Abenomics shows power through tax reform

The Liberal Democratic Party (“LDP”) and Komeito unveiled the ruling coalition’s framework for tax system reform in December 2015. From an investment perspective, the important elements of the reform are the cut to the effective corporate tax rate and the introduction of tax relief to accompany the upcoming consumption tax rate hike.

The timing of the effective corporate tax rate cut has been brought forward from FY2017 to FY2016 following dialogue between the Abe administration and the business community. This is a positive change. To begin with, cutting the rate will enhance Japan’s competitiveness as a location. By firstly lowering the rate to a level close to that of Germany, the government has signaled that it will keep a close watch on the competitiveness of Japan. While the competitiveness of a location is not determined by tax rates alone, it is important that the government has shown how it intends to invigorate Japan’s economy.

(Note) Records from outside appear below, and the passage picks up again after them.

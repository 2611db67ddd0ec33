//! Candidate files and validated selections.

use std::path::PathBuf;
use bytes::Bytes;
use serde::Serialize;
use crate::utils::SourceFormat;

/// Where a candidate's bytes come from.
#[derive(Debug, Clone)]
pub enum CandidateSource {
    /// On disk; read only after validation passes
    Path(PathBuf),
    /// Already in memory (e.g. handed over by the webview)
    Memory(Bytes),
}

/// A file-like object offered by a browse or drop gesture, not yet validated.
#[derive(Debug, Clone)]
pub struct Candidate {
    /// Display name, including extension
    pub name: String,
    /// Size in bytes as reported by the source
    pub size: u64,
    /// MIME type reported by the source, if any
    pub mime: Option<String>,
    pub source: CandidateSource,
}

impl Candidate {
    /// Creates an in-memory candidate whose size is the buffer length.
    pub fn from_bytes(name: impl Into<String>, mime: Option<String>, data: impl Into<Bytes>) -> Self {
        let data = data.into();
        Self {
            name: name.into(),
            size: data.len() as u64,
            mime,
            source: CandidateSource::Memory(data),
        }
    }
}

/// The part of a candidate that survived validation.
#[derive(Debug, Clone, PartialEq, Eq)]
pub struct SelectionMeta {
    pub name: String,
    pub size: u64,
    pub format: SourceFormat,
}

/// The currently chosen source image.
///
/// Replaced wholesale on the next successful ingestion, never mutated. Cloning is
/// cheap: the contents are reference counted.
#[derive(Debug, Clone)]
pub struct Selection {
    name: String,
    size: u64,
    format: SourceFormat,
    data: Bytes,
}

impl Selection {
    pub(crate) fn new(meta: SelectionMeta, data: Bytes) -> Self {
        Self {
            name: meta.name,
            size: data.len() as u64,
            format: meta.format,
            data,
        }
    }

    pub fn name(&self) -> &str {
        &self.name
    }

    pub fn size(&self) -> u64 {
        self.size
    }

    pub fn format(&self) -> SourceFormat {
        self.format
    }

    pub fn mime(&self) -> &'static str {
        self.format.mime()
    }

    pub fn data(&self) -> &Bytes {
        &self.data
    }
}

/// Frontend view of the current selection.
#[derive(Debug, Clone, PartialEq, Eq, Serialize)]
#[serde(rename_all = "camelCase")]
pub struct SelectionInfo {
    pub name: String,
    pub size: u64,
    pub mime: String,
    pub preview_url: String,
}
//! End-to-end session behaviour through `AppState`, with an in-memory backend.

use std::sync::Arc;
use std::sync::atomic::{AtomicUsize, Ordering};

use async_trait::async_trait;
use tokio::sync::broadcast::Receiver;

use filter_studio_lib::compare::{ContainerBounds, PointerEvent, ProcessedPane, RenderPlan, ViewMode};
use filter_studio_lib::core::{Candidate, FilterChoice, ProcessingState, SessionEvent};
use filter_studio_lib::ingest::IngestSource;
use filter_studio_lib::processing::{ProcessingBackend, UploadReceipt, UploadRequest};
use filter_studio_lib::utils::{RenderError, StudioError, SubmitFailure, ValidationError};
use filter_studio_lib::{AppState, ClientConfig};

/// Accepts every upload immediately.
#[derive(Default)]
struct InstantBackend {
    calls: AtomicUsize,
}

#[async_trait]
impl ProcessingBackend for InstantBackend {
    async fn upload(&self, _request: UploadRequest) -> Result<UploadReceipt, SubmitFailure> {
        self.calls.fetch_add(1, Ordering::SeqCst);
        Ok(UploadReceipt::default())
    }
}

fn app() -> (AppState, Arc<InstantBackend>) {
    let backend = Arc::new(InstantBackend::default());
    let state = AppState::with_backend(ClientConfig::default(), backend.clone()).unwrap();
    (state, backend)
}

fn png(name: &str) -> Candidate {
    Candidate::from_bytes(name, Some("image/png".into()), b"\x89PNG".to_vec())
}

fn drain(events: &mut Receiver<SessionEvent>) -> Vec<SessionEvent> {
    std::iter::from_fn(|| events.try_recv().ok()).collect()
}

#[tokio::test]
async fn drop_ingests_only_the_first_file() {
    let dir = tempfile::tempdir().unwrap();
    let first = dir.path().join("first.jpg");
    let second = dir.path().join("second.png");
    std::fs::write(&first, b"jpeg").unwrap();
    std::fs::write(&second, b"png").unwrap();

    let (state, _) = app();
    let mut events = state.subscribe();

    state.drag_over();
    state.drag_over();
    assert!(state.snapshot().drop_active);

    let info = state.drop_paths(vec![first, second]).await.unwrap().unwrap();
    assert_eq!(info.name, "first.jpg");
    assert!(!state.snapshot().drop_active);

    let events = drain(&mut events);
    assert_eq!(events[0], SessionEvent::DropZoneChanged { active: true });
    assert_eq!(events[1], SessionEvent::DropZoneChanged { active: false });
    assert!(matches!(&events[2], SessionEvent::SelectionChanged { selection: Some(s) } if s.name == "first.jpg"));
    assert_eq!(events.len(), 3);
}

#[tokio::test]
async fn empty_drop_changes_nothing() {
    let (state, _) = app();
    state.drag_over();
    assert_eq!(state.drop_paths(Vec::new()).await.unwrap(), None);
    assert!(state.session().selection().is_none());
}

#[tokio::test]
async fn dropped_unsupported_file_is_rejected() {
    let dir = tempfile::tempdir().unwrap();
    let path = dir.path().join("notes.txt");
    std::fs::write(&path, b"hello").unwrap();

    let (state, _) = app();
    state.ingest(png("cat.png"), IngestSource::Browse).await.unwrap();

    let err = state.drop_paths(vec![path]).await.unwrap_err();
    assert!(matches!(err, StudioError::Validation(ValidationError::UnsupportedType { .. })));
    assert_eq!(state.session().selection().unwrap().name(), "cat.png");
}

#[tokio::test]
async fn submit_without_selection_sends_nothing() {
    let (state, backend) = app();
    let err = state.submit(FilterChoice::Blur).await.unwrap_err();
    assert_eq!(err, ValidationError::NoFileSelected);
    assert_eq!(backend.calls.load(Ordering::SeqCst), 0);
}

#[tokio::test]
async fn comparison_follows_the_session() {
    let (state, backend) = app();
    state.ingest(png("cat.png"), IngestSource::Browse).await.unwrap();

    assert!(matches!(
        state.set_view_mode(ViewMode::Slider),
        Err(StudioError::Render(RenderError::NotReady))
    ));

    state.submit(FilterChoice::Blur).await.unwrap();
    assert_eq!(state.session().processing_state().succeeded().unwrap().processed_reference(), "blur_cat.png");

    let view = state.set_view_mode(ViewMode::Slider).unwrap();
    assert_eq!(view.slider_percent, 50.0);
    // Same mode again: nothing changes and nothing is sent
    state.set_view_mode(ViewMode::Slider).unwrap();
    assert_eq!(backend.calls.load(Ordering::SeqCst), 1);

    let bounds = ContainerBounds { left: 0.0, width: 200.0 };
    state.pointer(PointerEvent::MouseDown, bounds);
    let view = state.pointer(PointerEvent::MouseMove { x: 50.0 }, bounds);
    assert_eq!(view.slider_percent, 25.0);
    state.pointer(PointerEvent::MouseUp, bounds);

    match state.snapshot().plan {
        RenderPlan::Slider { processed, label, percent, .. } => {
            assert_eq!(processed, "http://127.0.0.1:5000/processed/blur_cat.png");
            assert_eq!(label, "Blur");
            assert_eq!(percent, 25.0);
        }
        other => panic!("unexpected plan {other:?}"),
    }

    // A new file clears the shown result
    state.ingest(png("dog.png"), IngestSource::Drop).await.unwrap();
    let snapshot = state.snapshot();
    assert_eq!(snapshot.processing, ProcessingState::Idle);
    assert!(matches!(
        snapshot.plan,
        RenderPlan::SideBySide { processed: ProcessedPane::Awaiting, controls: false, .. }
    ));
    assert!(state.export_request().is_err());
}

#[tokio::test]
async fn teardown_releases_the_preview() {
    let (state, _) = app();
    let a = state.ingest(png("a.png"), IngestSource::Browse).await.unwrap();
    let b = state.ingest(png("b.png"), IngestSource::Browse).await.unwrap();

    let previews = Arc::clone(state.session().previews());
    assert!(previews.resolve(&a.preview_url).is_none());
    assert!(previews.resolve(&b.preview_url).is_some());

    state.teardown();
    assert_eq!(previews.live_count(), 0);
    assert_eq!(previews.released_count(), 2);
    assert_eq!(state.snapshot().plan, RenderPlan::Placeholder);
}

The government will also work to maintain overall corporate tax revenue by reinforcing pro forma standard taxation, which will be a positive for fiscal reconstruction. Far from being a “pork-barrel” policy, the entire tax system reform will help to reduce excessive competition and strengthen Japan’s industrial structure. This will be achieved by lightening the tax burden on companies with high earning power, while increasing the burden on those with lower earning power (those with paid-in capital of more than ¥1 billion), making taxation a factor in widening the earning capacity gap. By keeping corporate tax revenue unchanged, the reform also demonstrates Japan’s strong fiscal discipline to investors.

In this sense, the effective corporate tax rate cut shows that the administration is still capable of exerting the leadership to put Abenomics into practice. Investors should be informed that assistance to enhance earning power of companies, as included in the new growth strategy of 2014, has sped up the pace of tax system reform; that they can expect enhanced competitiveness for Japan and speedier industrial metabolism; and that the government is also mindful of fiscal restructuring.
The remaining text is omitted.